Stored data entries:
= = = = =

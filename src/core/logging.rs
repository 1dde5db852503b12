//! Logger setup and the startup configuration banner.

use anyhow::{Context, Result};
use simplelog::*;
use std::fs::File;

use crate::core::config;

/// Sets up the global logger: colored terminal output plus a plain-text
/// file sink at `log_file_path`. Call once, before anything logs.
pub fn init_logger(log_file_path: &str) -> Result<()> {
    let log_file =
        File::create(log_file_path).with_context(|| format!("failed to create log file {}", log_file_path))?;

    let sinks: Vec<Box<dyn SharedLogger>> = vec![
        TermLogger::new(
            LevelFilter::Info,
            Config::default(),
            TerminalMode::Mixed,
            ColorChoice::Auto,
        ),
        WriteLogger::new(LevelFilter::Info, Config::default(), log_file),
    ];

    CombinedLogger::init(sinks).context("logger already initialized")?;
    Ok(())
}

/// Prints the effective configuration right after startup: token presence,
/// quota and pricing knobs, channel gate and admin wiring. A misconfigured
/// deployment should be obvious from the first screen of the log.
pub fn log_startup_configuration() {
    log::info!("━━━━━━━━━━━━━━━━━━━━━━━━━━━━━━━━━━━━━━━━━━━━━━━━━━━━━━━━━━━━");
    log::info!("⚙️  Startup Configuration Check");
    log::info!("━━━━━━━━━━━━━━━━━━━━━━━━━━━━━━━━━━━━━━━━━━━━━━━━━━━━━━━━━━━━");

    if config::BOT_TOKEN.is_empty() {
        log::error!("❌ BOT_TOKEN: not set - the bot cannot start without it");
    } else {
        log::info!("✅ BOT_TOKEN: set");
    }

    if config::ai::OPENAI_API_KEY.is_empty() {
        log::error!("❌ OPENAI_API_KEY: not set - AI replies will FAIL!");
        log::error!("   Get a key at https://platform.openai.com and export OPENAI_API_KEY");
    } else {
        log::info!("✅ OPENAI_API_KEY: set (model: {})", config::ai::CHAT_MODEL.as_str());
    }

    log::info!(
        "📊 Daily quota: {} free messages, {}d premium per referral, {} Stars for {}d premium",
        *config::quota::FREE_DAILY_LIMIT,
        *config::referral::BONUS_DAYS,
        *config::premium::PRICE_STARS,
        config::premium::PAID_DAYS
    );

    let channel_id = *config::channel::REQUIRED_CHANNEL_ID;
    if channel_id == 0 {
        log::info!("ℹ️  Channel gate disabled (REQUIRED_CHANNEL_ID unset)");
    } else if config::channel::INVITE_LINK.is_some() {
        log::info!("✅ Channel gate enabled for {}", channel_id);
    } else {
        log::warn!(
            "⚠️  Channel gate enabled for {} but CHANNEL_INVITE_LINK is unset - users cannot be pointed at the channel",
            channel_id
        );
    }

    if *config::admin::ADMIN_USER_ID == 0 {
        log::warn!("⚠️  ADMIN_USER_ID not set - admin commands and notices disabled");
    } else {
        log::info!(
            "✅ Admins configured: {} (primary: {})",
            config::admin::ADMIN_IDS.len().max(1),
            *config::admin::ADMIN_USER_ID
        );
    }

    log::info!("━━━━━━━━━━━━━━━━━━━━━━━━━━━━━━━━━━━━━━━━━━━━━━━━━━━━━━━━━━━━");
}
//! OpenAI integration: chat completions, Whisper transcription and speech
//! synthesis, plus the speaking-practice pipeline built on top of them.

pub mod client;
pub mod voice;

pub use client::{ChatMessage, OpenAIClient};
pub use voice::{review_speech, SpeechReview, VoiceOutcome};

= = = = =

**THE PROBLEM**
Would you filter the records and copy out each line containing "referral"?

**ANSWER AREA**
        "📊 Daily quota: {} free messages, {}d premium per referral, {} Stars for {}d premium",
        *config::referral::BONUS_DAYS,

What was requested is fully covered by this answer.